Now, real estate is being looked at with fresh eyes. Central business districts (CBDs) were hit the hardest from a demand perspective through Covid-19. They are also typically the largest offices by square footage and come with the most expensive and inflexible contracts. As a result, we are seeing portfolio planning become the new normal for companies. Human resources, real estate and IT teams need to answer key questions:

• What is the purpose of this office?

• Who needs to attend and when?

• With what frequency and for what function?

• What scale is needed?

• What are the primary location considerations?

• How do we fund, operate and control it?

• How do we make it more agile?

In asking these questions as the tenant, many companies are evolving from a core office model where most of their square footage is in the main office location to a dispersed office portfolio, which more evenly distributes office space planning to three categories of space: homeworking, spokes (work near home, work near clients, offices on short- or medium-term leases, flexible leases) and hubs, which are the main headquarters and core leased offices.

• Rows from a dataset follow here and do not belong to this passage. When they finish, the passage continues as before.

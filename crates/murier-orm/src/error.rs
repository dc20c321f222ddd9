//! ORM-level failures.

use crate::state::EntityState;
use murier_backends::BackendError;
use murier_core::exception::{CodecError, MetadataError};
use thiserror::Error;

#[derive(Debug, Error)]
pub enum OrmError {
	#[error(transparent)]
	Metadata(#[from] MetadataError),

	#[error(transparent)]
	Codec(#[from] CodecError),

	#[error(transparent)]
	Backend(#[from] BackendError),

	/// An illegal lifecycle move. `None` stands for the untracked state on
	/// either side of the transition table.
	#[error("invalid state transition {from:?} -> {to:?}")]
	InvalidStateTransition {
		from: Option<EntityState>,
		to: Option<EntityState>,
	},

	/// An unresolvable foreign-key cycle among the entities of one flush.
	#[error("cyclic foreign-key dependency: {cycle}")]
	CyclicDependency { cycle: String },

	/// A constraint error reported by the database during a flush, carrying
	/// the identity of the offending entity.
	#[error("constraint violation on `{entity}`: {source}")]
	ConstraintViolation {
		entity: String,
		#[source]
		source: BackendError,
	},

	/// A to-one reference to an entity that is neither persisted nor
	/// scheduled, so no foreign-key value can ever be produced for it.
	#[error("unresolved reference `{property}` on `{entity}`: target is not managed")]
	UnresolvedReference { entity: String, property: String },
}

These core offices, while still an important piece of the puzzle, no longer have a monopoly on company real estate space.

For the employee, this evolution means that work becomes an activity, not a location. They can choose where to work based on their activity, in a geographically convenient location and in an office space designed for the activity being undertaken, maximizing productivity and contributing to a happier, more dynamic company culture.

When companies consider space planning and each office layout for the future, they think about what purpose each space will serve. Offices will be activity-oriented. Key considerations include employee collaboration, where employees will focus on client engagement and where individual work will happen. Most anticipate a stark increase in individual work happening in a virtual office, often at home. Office design in collaborative and client-engagement hubs will likely have more real estate dedicated to meeting rooms and fewer individual workstations.

How does technology impact office-design decisions?

On the tech side, there is a convergence of two important office space dynamics: companies "rightsizing" their portfolios and the fundamental shift in employee power.

Rightsizing is an adjustment to an organization's space and square footage needs. Gone are the days when companies needed one desk per person. Now, with employees seizing control of where and when they work, a company's footprint will drastically shift. Organizations have begun using technology to track their staff's space usage. By analyzing occupancy habits, the company — or tenant — will be able to identify relevant new office space needs accordingly. Companies are also zip-code mapping their employees' home locations to best determine where their spokes — work-near-home locations — should exist so they can better support their employees and create cluster offices that meet the needs of employees near where they are based.

This marks a tremendous shift in real estate, which is now viewed as a service to employees rather than a hub for the employer or client and will drive office space planning well into this next decade.